始まり始まり

【始まり始まり】01

               ◇◇昨日◇◇

「こんにちは、昨日このフロアに越してきた大城です」

 両親の都合で昨日霧結市きりゆいに引っ越してきた僕、大城おおしろ白野はくのであるが両親はこちらに着いてすぐに仕事で引っ越しの荷解きもせずに家を出ていってしまった。その為、僕がこうして同じマンションのフロアの住戸に引っ越してきたご挨拶にお伺いしているわけだが―――留守かな?

 もう一度インターホンを押してみるが誰も出てこない。

「また明日にするか」

 時刻は午後八時を過ぎたあたり、このフロアの住人にはさっきの住戸以外挨拶に伺えたし今は充分かな。

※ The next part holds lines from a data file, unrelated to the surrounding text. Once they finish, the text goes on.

use sqlx::SqlitePool;

use super::QuizError;
use crate::metrics::track_db_operation;
use crate::models::{Chapter, Question};

pub struct ChapterService {
    pool: SqlitePool,
}

impl ChapterService {
    pub fn new(pool: SqlitePool) -> Self {
        Self { pool }
    }

    pub async fn list_chapters(&self) -> Result<Vec<Chapter>, QuizError> {
        let chapters = track_db_operation("select", "chapter", async {
            sqlx::query_as::<_, Chapter>(
                "SELECT id, name, total_questions FROM chapter ORDER BY id",
            )
            .fetch_all(&self.pool)
            .await
        })
        .await?;

        tracing::debug!("Loaded {} chapters", chapters.len());
        Ok(chapters)
    }

    pub async fn get_chapter(&self, chapter_id: i64) -> Result<Chapter, QuizError> {
        track_db_operation("select", "chapter", async {
            sqlx::query_as::<_, Chapter>(
                "SELECT id, name, total_questions FROM chapter WHERE id = ?",
            )
            .bind(chapter_id)
            .fetch_optional(&self.pool)
            .await
        })
        .await?
        .ok_or(QuizError::ChapterNotFound(chapter_id))
    }

    /// Questions of a chapter in insertion order.
    pub async fn questions_for_chapter(&self, chapter_id: i64) -> Result<Vec<Question>, QuizError> {
        let questions = track_db_operation("select", "question", async {
            sqlx::query_as::<_, Question>(
                "SELECT id, chapter_id, correct_answer FROM question WHERE chapter_id = ? ORDER BY id",
            )
            .bind(chapter_id)
            .fetch_all(&self.pool)
            .await
        })
        .await?;

        Ok(questions)
    }

    pub async fn count_attempts(&self, chapter_id: i64) -> Result<i64, QuizError> {
        let count = track_db_operation("count", "attempt", async {
            sqlx::query_scalar::<_, i64>("SELECT COUNT(*) FROM attempt WHERE chapter_id = ?")
                .bind(chapter_id)
                .fetch_one(&self.pool)
                .await
        })
        .await?;

        Ok(count)
    }
}
#![allow(dead_code)]

use axum::{
    body::{to_bytes, Body},
    http::{header, Request, StatusCode},
    Router,
};
use chapter_quiz::{
    config::Config,
    create_router,
    models::{Chapter, Response},
    services::{
        seed_service::{seed_chapter, ChapterSeed},
        AppState,
    },
};
use sqlx::SqlitePool;
use std::sync::Arc;
use tower::ServiceExt;

pub struct TestApp {
    pub router: Router,
    pub pool: SqlitePool,
    /// "Sample Chapter" with correct answers [A, B, C, D, A].
    pub sample: Chapter,
}

pub async fn create_test_app() -> TestApp {
    let _ = tracing_subscriber::fmt()
        .with_test_writer()
        .with_max_level(tracing::Level::DEBUG)
        .try_init();

    let app_state = Arc::new(
        AppState::new(Config::in_memory())
            .await
            .expect("Failed to initialize test app state"),
    );

    let sample = seed_chapter(&app_state.pool, &ChapterSeed::sample())
        .await
        .expect("Failed to seed sample chapter");

    TestApp {
        pool: app_state.pool.clone(),
        router: create_router(app_state),
        sample,
    }
}

impl TestApp {
    pub async fn get(&self, uri: &str) -> (StatusCode, String) {
        let response = self
            .router
            .clone()
            .oneshot(Request::builder().uri(uri).body(Body::empty()).unwrap())
            .await
            .unwrap();

        let status = response.status();
        let body = to_bytes(response.into_body(), usize::MAX).await.unwrap();
        (status, String::from_utf8(body.to_vec()).unwrap())
    }

    /// POSTs an urlencoded form and returns the status and `Location` header.
    pub async fn post_form(&self, uri: &str, form: &str) -> (StatusCode, Option<String>) {
        self.post(
            Request::builder()
                .method("POST")
                .uri(uri)
                .header(header::CONTENT_TYPE, "application/x-www-form-urlencoded")
                .body(Body::from(form.to_string()))
                .unwrap(),
        )
        .await
    }

    /// POSTs with no body and no content type.
    pub async fn post_empty(&self, uri: &str) -> (StatusCode, Option<String>) {
        self.post(
            Request::builder()
                .method("POST")
                .uri(uri)
                .body(Body::empty())
                .unwrap(),
        )
        .await
    }

    async fn post(&self, request: Request<Body>) -> (StatusCode, Option<String>) {
        let response = self.router.clone().oneshot(request).await.unwrap();

        let location = response
            .headers()
            .get(header::LOCATION)
            .and_then(|v| v.to_str().ok())
            .map(str::to_string);
        (response.status(), location)
    }

    /// Starts an attempt on `chapter_id` and returns the new attempt id.
    pub async fn start_attempt(&self, chapter_id: i64) -> i64 {
        let (status, location) = self
            .post_form(&format!("/chapter/{}", chapter_id), "")
            .await;
        assert_eq!(status, StatusCode::SEE_OTHER);
        id_from_location(&location.expect("missing Location header"), "/attempt/")
    }

    /// Submits `answers` (one entry per sample question, `None` = unanswered).
    pub async fn submit(&self, attempt_id: i64, answers: &[Option<&str>]) -> (StatusCode, Option<String>) {
        let question_ids = self.question_ids(self.sample.id).await;

        let form = question_ids
            .iter()
            .zip(answers)
            .filter_map(|(id, answer)| answer.map(|a| format!("q{}={}", id, a)))
            .collect::<Vec<_>>()
            .join("&");

        self.post_form(&format!("/attempt/{}", attempt_id), &form)
            .await
    }

    pub async fn attempt_number(&self, attempt_id: i64) -> i64 {
        sqlx::query_scalar("SELECT attempt_number FROM attempt WHERE id = ?")
            .bind(attempt_id)
            .fetch_one(&self.pool)
            .await
            .unwrap()
    }

    pub async fn score(&self, attempt_id: i64) -> Option<i64> {
        sqlx::query_scalar("SELECT score FROM attempt WHERE id = ?")
            .bind(attempt_id)
            .fetch_one(&self.pool)
            .await
            .unwrap()
    }

    /// Stored responses for an attempt in insertion order.
    pub async fn responses(&self, attempt_id: i64) -> Vec<Response> {
        sqlx::query_as::<_, Response>(
            "SELECT id, attempt_id, question_id, user_answer FROM response WHERE attempt_id = ? ORDER BY id",
        )
        .bind(attempt_id)
        .fetch_all(&self.pool)
        .await
        .unwrap()
    }

    pub async fn question_ids(&self, chapter_id: i64) -> Vec<i64> {
        sqlx::query_scalar("SELECT id FROM question WHERE chapter_id = ? ORDER BY id")
            .bind(chapter_id)
            .fetch_all(&self.pool)
            .await
            .unwrap()
    }

    pub async fn response_count(&self, attempt_id: i64) -> i64 {
        sqlx::query_scalar("SELECT COUNT(*) FROM response WHERE attempt_id = ?")
            .bind(attempt_id)
            .fetch_one(&self.pool)
            .await
            .unwrap()
    }
}

pub fn id_from_location(location: &str, prefix: &str) -> i64 {
    location
        .strip_prefix(prefix)
        .unwrap_or_else(|| panic!("unexpected redirect target {}", location))
        .parse()
        .unwrap()
}
use chrono::{DateTime, Utc};
use serde::{Deserialize, Serialize};
use sqlx::FromRow;

#[derive(Debug, Clone, PartialEq, Eq, FromRow, Serialize, Deserialize)]
pub struct Attempt {
    pub id: i64,
    pub chapter_id: i64,
    pub attempt_number: i64,
    pub timestamp: DateTime<Utc>,
    /// `None` until answers have been submitted.
    pub score: Option<i64>,
}

impl Attempt {
    pub fn is_scored(&self) -> bool {
        self.score.is_some()
    }
}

「自分の荷物の荷解きは一通り終わってるし、父さんの方はどうせ当分帰ってこないから荷解きはゆっくりとでも大丈夫か」

 ブツブツと呟きながら次に何をするか計画を立てながら自身の住戸へ帰る。

 鍵を開け、電気を点けるとまだ荷解きが出来ていない段ボール群が僕の帰宅をお出迎えした。

「あ、そう言えば炊飯器どこにやったっけ」

 今日一日色々と買い物に行ったり自分の荷物整理をしていてすっかり忘れていた。

 段ボール群の中から炊飯器の入った段ボールを探すのだが種類で分けていなかったせいもあり、炊飯器捜索は困難を極めて

「明日でいいや」

 と二分と経たずに諦めて夕飯はコンビニ弁当でも買って済ませることにした。

 自室に置いてある薄手の黒いジャケットを着て財布を持って再度家を後にした。

「コンビニったてどこにあるのか―――スマホで調べれば良いのか」

 スマホを取り出し、地図のアプリを開いて検索エンジンにコンビニと打ち込んでみると五分程歩いた位置にヘブンがあるとの表示が出た。

「ヘブンでもいいか」

 経路を粗方覚えてからスマホをジャケットのポケットにしまってのんびりと夜の静かな景観を楽しみながらコンビニへ歩みを進める。

「ねえねえ、ちょっとぐらい良いじゃん」

「ダメだよこんな所で」

 チッ!リア充め!僕のさっきまでの澄み切った空の様な気持ちを返してくれ。

 ヘブンから少し離れた街灯の少ない公園のベンチで金髪の男性と黒髪ポニーテールのカップルがイチャイチャしているのを見て気分を悪くしながらそそくさとその場を後にしてヘブンに入店した。

「いらっしゃいませ」

 レジにいる店員が機械的にそう発して業務に戻るのを横目で見ながら背を向けて奥の飲料コーナーへ向かい、お茶と野菜ジュースを手に取ってトイレ脇にあるカゴに入れて手に持ち

「後は弁当と明日の朝食をっと」

 外回りで余計な所を見向きもせずに歩いて行きお惣菜コーナーでサラダパスタをカゴに入れ、すぐ横にあるお弁当コーナーで最安値の蕎麦を手に取ってレジへ向かった。

「合計千四十円になります」

 スマホをしまったのとは逆のポケットから財布を取り出して金額分をトレイに出す。

「ありがとうございました」

 ビニール袋に入った商品とレシートを貰うとすぐに店を出た。

 急いでいるつもりはないのだけどいつもこんな感じに最短で済ませたくなる。

「帰るか」

 家から来た道を引き返して行く。

 ジャケットのポケットに両手を入れてこれまた軽やかに家に向かうが前方の公園から一定のリズムで何かが弾む音が聞こえてきた。

「まだイチャコラしてんのか?」

 何となく姿勢を低くし、木陰に隠れて音の正体をこっそりと確認する。

 グチャリ、グチャリ、グチャリ

「え?」

 その異様な光景を前に思わず声が漏れてしまった。

 公園の中央で先程までいた金髪の男性が地面に倒れており、その上で馬乗りになりながらもう一人の女性が包丁を両手で握りしめながら一定の間隔で男性に包丁を刺していた。

 やばい――やばいやばいやばいやばい!

 腹部から溢れ出る血は周辺に飛び散り彼女の笑顔を赤く染め上げていく、そんな姿に目が離せないでいると月の明かりが彼女の姿を鮮明に映し出した。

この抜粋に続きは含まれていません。